(Stored data)
____
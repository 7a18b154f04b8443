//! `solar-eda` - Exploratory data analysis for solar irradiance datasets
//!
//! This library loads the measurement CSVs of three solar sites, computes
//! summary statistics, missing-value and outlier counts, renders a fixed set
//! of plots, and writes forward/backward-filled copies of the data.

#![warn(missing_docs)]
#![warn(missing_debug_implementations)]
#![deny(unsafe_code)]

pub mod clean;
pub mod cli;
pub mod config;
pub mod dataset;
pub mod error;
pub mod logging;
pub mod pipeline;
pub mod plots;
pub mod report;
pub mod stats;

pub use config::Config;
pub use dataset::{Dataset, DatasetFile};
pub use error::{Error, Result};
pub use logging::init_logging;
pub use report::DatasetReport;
____
## Assignment
Only the number is needed here: how many lines of the records contain "warn"?

## Task response
2